**Data under study:**
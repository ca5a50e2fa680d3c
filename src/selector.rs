//! Split selection.
//!
//! [`select`] narrows a global [`AnnotationCollection`] to the images of the
//! manifest's sequences whose distortion type is on that sequence's
//! allow-list, then keeps exactly the annotations that point at a kept image.
//! Both lists keep the relative order of the global collection.

use std::collections::{HashMap, HashSet};

use crate::{
    annotation::{AnnotationCollection, DatasetInfo, FilteredCollection, ImageRecord},
    manifest::{AllowLists, DistortionAllowList, SequenceManifest},
};

/// Sequences of `sequences` that have a non-empty allow-list, with that list.
///
/// Sequences without one are logged and left out.
pub fn active_sequences<'m>(
    sequences: &'m SequenceManifest,
    allow_lists: &'m AllowLists,
) -> HashMap<&'m str, &'m DistortionAllowList> {
    let mut active = HashMap::with_capacity(sequences.len());

    for name in sequences.names() {
        match allow_lists.get(name).filter(|list| !list.is_empty()) {
            Some(list) => {
                log::info!("{name}: selected distortions {:?}", list.labels());
                active.insert(name.as_str(), list);
            }
            None => log::warn!("No distortions found for {name}, skipping"),
        }
    }

    active
}

fn is_selected(image: &ImageRecord, active: &HashMap<&str, &DistortionAllowList>) -> bool {
    let (Some(sequence), Some(distortion)) = (image.video_name(), image.distortion_type()) else {
        return false;
    };

    active
        .get(sequence)
        .is_some_and(|list| list.contains(distortion))
}

/// Select the images and annotations of a split.
///
/// An image is kept iff its `video_name` is in `sequences` and its
/// `distortion_type` is on that sequence's allow-list. An annotation is kept
/// iff its `image_id` names a kept image. `licenses` and `categories` are
/// passed through.
///
/// # Example
///
/// ```
/// use framepick::{AnnotationCollection, AllowLists, DistortionAllowList, SequenceManifest, select};
///
/// let global = AnnotationCollection::from_json_str(r#"{
///     "images": [
///         {"id": 1, "video_name": "seq1", "distortion_type": "blur", "file_name": "a_0001.jpg"},
///         {"id": 2, "video_name": "seq1", "distortion_type": "noise", "file_name": "b_0001.jpg"}
///     ],
///     "annotations": [{"id": 10, "image_id": 1}, {"id": 11, "image_id": 2}]
/// }"#)?;
///
/// let manifest = SequenceManifest::new(["seq1"]);
/// let mut allow_lists = AllowLists::new();
/// allow_lists.insert("seq1".into(), DistortionAllowList::new(["blur"]));
///
/// let subset = select(&global, &manifest, &allow_lists);
/// assert_eq!(subset.images.len(), 1);
/// assert_eq!(subset.annotations[0].image_id(), 1);
/// # Ok::<(), framepick::FramePickError>(())
/// ```
pub fn select<'a>(
    global: &'a AnnotationCollection,
    sequences: &SequenceManifest,
    allow_lists: &AllowLists,
) -> FilteredCollection<'a> {
    let active = active_sequences(sequences, allow_lists);

    let images: Vec<&ImageRecord> = global
        .images
        .iter()
        .filter(|image| is_selected(image, &active))
        .collect();

    let image_ids: HashSet<u64> = images.iter().map(|image| image.id()).collect();

    let annotations: Vec<_> = global
        .annotations
        .iter()
        .filter(|annotation| image_ids.contains(&annotation.image_id()))
        .collect();

    log::info!("Selected images: {}", images.len());
    log::info!("Selected annotations: {}", annotations.len());

    FilteredCollection {
        info: DatasetInfo::default(),
        licenses: &global.licenses,
        categories: &global.categories,
        images,
        annotations,
    }
}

**Exercise objective:** Which lines above carry the string "annotations"? Copy those lines.

**Answer to this exercise:**
//! allow-list, then keeps exactly the annotations that point at a kept image.
/// Select the images and annotations of a split.
///     "annotations": [{"id": 10, "image_id": 1}, {"id": 11, "image_id": 2}]
/// assert_eq!(subset.annotations[0].image_id(), 1);
    let annotations: Vec<_> = global
        .annotations
    log::info!("Selected annotations: {}", annotations.len());
        annotations,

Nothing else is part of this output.